The final step to building Pyd to embed it is to build the Python header and link against the Python runtime. First you need to pick whichever version of Python you're using, and look in the appropriate subdirectory of infrastructure/python. The directory will contain the bindings for that version of the Python/C API (python.d) and a .lib file for the Python DLL, which DMD needs to link to it on Windows. The python.d file is set up with some version(build) and pragma(link) trickery to try this linking step for you, so just make sure, if you're on Windows, that bud/rebuild can see the .lib. (If you're on Linux, just make sure the correct version of Python is installed.)

Hopefully (for the three or so of you out there that know what the hell I'm talking about) that will get Pyd to compile and link.

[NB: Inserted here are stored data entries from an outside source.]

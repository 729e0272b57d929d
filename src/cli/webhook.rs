use std::time::Duration;

use serde_json::Value;

use super::http_client::{TriggerError, WebhookClient};
use crate::types::OperationRequest;
use crate::webhook::TriggerRequest;

pub struct TriggerArgs {
    pub url: Option<String>,
    pub webhook_id: Option<i64>,
    pub api_key: Option<String>,
    pub server_id: Option<i64>,
    pub stack: Option<String>,
    pub command: Option<String>,
    pub options: Vec<String>,
    pub services: Vec<String>,
    pub operations: Option<String>,
    pub timeout: u64,
}

fn required<T>(value: Option<T>, flag: &str) -> Result<T, TriggerError> {
    value.ok_or_else(|| TriggerError::Internal(format!("missing required flag --{flag}")))
}

/// Builds the trigger body from the flags.
fn build_request(args: TriggerArgs) -> Result<(String, i64, Duration, TriggerRequest), TriggerError> {
    let url = required(args.url, "url")?;
    let webhook_id = required(args.webhook_id, "webhook-id")?;
    let api_key = required(args.api_key, "api-key")?;
    let server_id = required(args.server_id, "server-id")?;
    let stack_name = required(args.stack, "stack")?;

    let operations = args
        .operations
        .map(|raw| {
            serde_json::from_str::<Vec<OperationRequest>>(&raw)
                .map_err(|e| TriggerError::Invalid(format!("--operations is not valid JSON: {e}")))
        })
        .transpose()?;
    if args.command.is_none() && operations.is_none() {
        return Err(TriggerError::Internal(
            "one of --command or --operations is required".into(),
        ));
    }

    let request = TriggerRequest {
        api_key,
        server_id,
        stack_name,
        command: args.command,
        options: args.options,
        services: args.services,
        operations,
    };
    Ok((url, webhook_id, Duration::from_secs(args.timeout), request))
}

fn describe(data: &Value) -> String {
    if let Some(batch_id) = data.get("batchId").and_then(Value::as_str) {
        let ids: Vec<&str> = data
            .get("operations")
            .and_then(Value::as_array)
            .map(|ops| {
                ops.iter()
                    .filter_map(|op| op.get("operationId").and_then(Value::as_str))
                    .collect()
            })
            .unwrap_or_default();
        return format!("Queued batch {batch_id}: {}", ids.join(", "));
    }
    let operation_id = data
        .get("operationId")
        .and_then(Value::as_str)
        .unwrap_or("?");
    let position = data
        .get("positionInQueue")
        .and_then(Value::as_i64)
        .unwrap_or_default();
    format!("Queued operation {operation_id} (position {position})")
}

/// Runs the trigger and returns the process exit code.
pub fn run_webhook_trigger(args: TriggerArgs) -> i32 {
    let result = build_request(args).and_then(|(url, webhook_id, timeout, request)| {
        WebhookClient::new(&url, timeout)?.trigger(webhook_id, &request)
    });
    match result {
        Ok(data) => {
            println!("{}", describe(&data));
            0
        }
        Err(e) => {
            eprintln!("Error: {e}");
            e.exit_code()
        }
    }
}

#[cfg(test)]
mod tests {
    use super::*;

    fn args() -> TriggerArgs {
        TriggerArgs {
            url: Some("http://localhost:8080".into()),
            webhook_id: Some(3),
            api_key: Some("wh_abc".into()),
            server_id: Some(1),
            stack: Some("prod-web".into()),
            command: None,
            options: Vec::new(),
            services: Vec::new(),
            operations: None,
            timeout: 30,
        }
    }

    #[test]
    fn test_missing_flags_exit_seven() {
        let mut missing_key = args();
        missing_key.api_key = None;
        missing_key.command = Some("up".into());
        assert_eq!(run_webhook_trigger(missing_key), 7);

        assert_eq!(run_webhook_trigger(args()), 7);
    }

    #[test]
    fn test_bad_operations_json_is_validation() {
        let mut bad = args();
        bad.operations = Some("[{".into());
        assert_eq!(build_request(bad).unwrap_err().exit_code(), 4);
    }

    #[test]
    fn test_batch_request_body() {
        let mut batch = args();
        batch.operations = Some(r#"[{"command":"pull"},{"command":"up","options":["-d"]}]"#.into());
        let (_, webhook_id, _, request) = build_request(batch).unwrap();
        assert_eq!(webhook_id, 3);
        let body = serde_json::to_value(&request).unwrap();
        assert_eq!(body["operations"][1]["options"][0], "-d");
        assert!(body.get("command").is_none());
    }

    #[test]
    fn test_describe_batch() {
        let data = serde_json::json!({
            "batchId": "b1",
            "operations": [{"operationId": "a", "order": 0}, {"operationId": "b", "order": 1}],
            "positionInQueue": 1
        });
        assert_eq!(describe(&data), "Queued batch b1: a, b");
    }

    #[test]
    fn test_unreachable_server_is_network_error() {
        let mut unreachable = args();
        unreachable.url = Some("http://127.0.0.1:1".into());
        unreachable.command = Some("up".into());
        assert_eq!(run_webhook_trigger(unreachable), 5);
    }
}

This probably highlights the need to get Pyd working with DSSS.

2 comments:

Neal said...

I'm interested in playing with pyd. Where is the code?

Kirk said...

The main pyd.dsource.org website appears to be down (a side-effect of dsource moving to a proper web-host, I bet). For now, you can download RC1 here, or you can checkout the trunk directory from here, if you have svn and feel like living in the bleeding edge.